Of cause we only consider those situations which obey the two rules above.
It is guaranteed that input data exist at least one situation which obey the two rules above.
Now we can judge every player into 3 types :
1. A player which can only be villager among all situations,
2. A player which can only be werewolf among all situations.
3. A player which can be villager among some situations, while can be werewolf in others situations.
You just need to print out the number of type-1 players and the number of type-2 players.
No player will talk about himself.
Input
The first line of the input gives the number of test cases T.Then T test cases follow.
The first line of each test case contains an integer N,indicating the number of players.
Then follows N lines,i-th line contains an integer x and a string S,indicating the i-th players tell you,"Player x is a S."
limits:
1≤T≤10
1≤N≤100,000
1≤x≤N
S∈ {"villager"."werewolf"}
Output
For each test case,print the number of type-1 players and the number of type-2 players in one line, separated by white space.
Sample Input
1 2 2 werewolf 1 werewolf
Sample Output
0 0
题意:玩狼人杀,只有村民和狼人,村民一定讲真话,狼人可以讲假话。现在给定所有n个角色,以及每个角色所说的另外一个角色的身份,然后判断有多少角色一定是村民,有多少一定是狼人。

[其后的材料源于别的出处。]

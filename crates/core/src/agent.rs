//! The navigating agent and its ring of candidate moves.

use std::f64::consts::TAU;

use glam::DVec2;

use crate::color::Srgb;
use crate::draw::{Appearance, Drawable, DEFAULT_DRAW_RADIUS};
use crate::error::{require_finite, require_positive, NavError};
use crate::position::Position;

/// Default ring radius (step length).
pub const DEFAULT_SCAN_RADIUS: f64 = 1.0;
/// Default number of evenly spaced candidates per step.
pub const DEFAULT_CANDIDATE_COUNT: usize = 6;

/// A point agent that moves by discrete jumps of `scan_radius`.
///
/// Each step it proposes `candidate_count` positions evenly spaced on a circle
/// around itself; the [`Navigator`](crate::navigator::Navigator) picks one
/// and writes it back with [`Agent::set_position`].
#[derive(Debug, Clone, PartialEq)]
pub struct Agent {
    position: Position,
    scan_radius: f64,
    candidate_count: usize,
    appearance: Appearance,
}

impl Agent {
    /// Creates an agent at `position`.
    ///
    /// Returns `NavError::InvalidParameter` if `position` has a non-finite
    /// coordinate, if `scan_radius` is not finite and positive, or if
    /// `candidate_count` is zero.
    pub fn new(
        position: Position,
        scan_radius: f64,
        candidate_count: usize,
    ) -> Result<Self, NavError> {
        let position = require_finite("position", position)?;
        let scan_radius = require_positive("scan_radius", scan_radius)?;
        if candidate_count == 0 {
            return Err(NavError::invalid_parameter(
                "candidate_count",
                0.0,
                "must be at least 1",
            ));
        }
        Ok(Self {
            position,
            scan_radius,
            candidate_count,
            appearance: Appearance::new(DEFAULT_DRAW_RADIUS, Srgb::BLUE),
        })
    }

    /// Agent with the default scan radius and candidate count.
    pub fn with_defaults(position: Position) -> Result<Self, NavError> {
        Self::new(position, DEFAULT_SCAN_RADIUS, DEFAULT_CANDIDATE_COUNT)
    }

    /// Returns the agent with a custom appearance.
    pub fn with_appearance(mut self, appearance: Appearance) -> Self {
        self.appearance = appearance;
        self
    }

    pub fn position(&self) -> Position {
        self.position
    }

    pub fn set_position(&mut self, position: Position) {
        self.position = position;
    }

    pub fn scan_radius(&self) -> f64 {
        self.scan_radius
    }

    pub fn candidate_count(&self) -> usize {
        self.candidate_count
    }

    /// Candidate positions on the scan ring around the current position.
    ///
    /// Candidate `i` sits at angle `i * 2π / candidate_count` from the positive
    /// x-axis, so the first one is always straight along +x. The order is the
    /// tie-break order used during selection.
    pub fn candidates(&self) -> Vec<Position> {
        let step = TAU / self.candidate_count as f64;
        let center = DVec2::from(self.position);
        (0..self.candidate_count)
            .map(|i| {
                let direction = DVec2::from_angle(i as f64 * step);
                Position::from(direction * self.scan_radius + center)
            })
            .collect()
    }
}

impl Drawable for Agent {
    fn position(&self) -> Position {
        self.position
    }

    fn appearance(&self) -> Appearance {
        self.appearance
    }
}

思路:一定是村民的角色为0,因为可以全是狼人,那么话就可以随便讲。那现在就是要找铁狼,建图连有向边,边分为2种,村民边和狼人边,表示箭尾说箭头角色的身份。通过寻找可能是村民的角色,排除之后剩下的就是铁狼。
瞎搞
#include<iostream>
#include<string.h>
#include<stdio.h>
#include<algorithm>
#include<math.h>
using namespace std;
const int maxn = 1e5+10;
int n;
struct node
{
int v;
int type;
}edge[maxn];
int vis[maxn];
int cnt;
int sum;
int ind[maxn];
bool wf[maxn];
int dfs(int x)
{
vis[x] = cnt;
if(edge[x].type==0)
{
if(vis[edge[x].v]!=cnt)
{
return dfs(edge[x].v);
}
else
{
return 0;
}
}
else
{
if(vis[edge[x].v]!=cnt)
{
return 0;
}
else return edge[x].v;
}
}
void dfs2(int x,int e)
{
if(!wf[x])
{
wf[x] = 1;
sum++;
}
if(x==e)return;
dfs2(edge[x].v,e);
}
int main()
{
int t;
scanf("%d",&t);
while(t--)
{
memset(vis,0,sizeof(vis));
memset(ind,0,sizeof(ind));
memset(wf,0,sizeof(wf));
scanf("%d",&n);
char s[20];
for(int i = 1;i<=n;i++)
{
scanf("%d %s",&edge[i].v,s);
if(s[0]=='v')
{
edge[i].type = 0;
ind[edge[i].v]++;
}
else edge[i].type = 1;
}
cnt = 0;
int wolf = 0;
for(int i = 1;i<=n;i++)
{
if(vis[i]==0&&!ind[i]&&edge[i].type==0)
{
++cnt;
int x = dfs(i);
if(x)
{
sum = 0;
dfs2(i,x);
wolf +=sum;
}
}
}
printf("0 %d\n",wolf);
}
}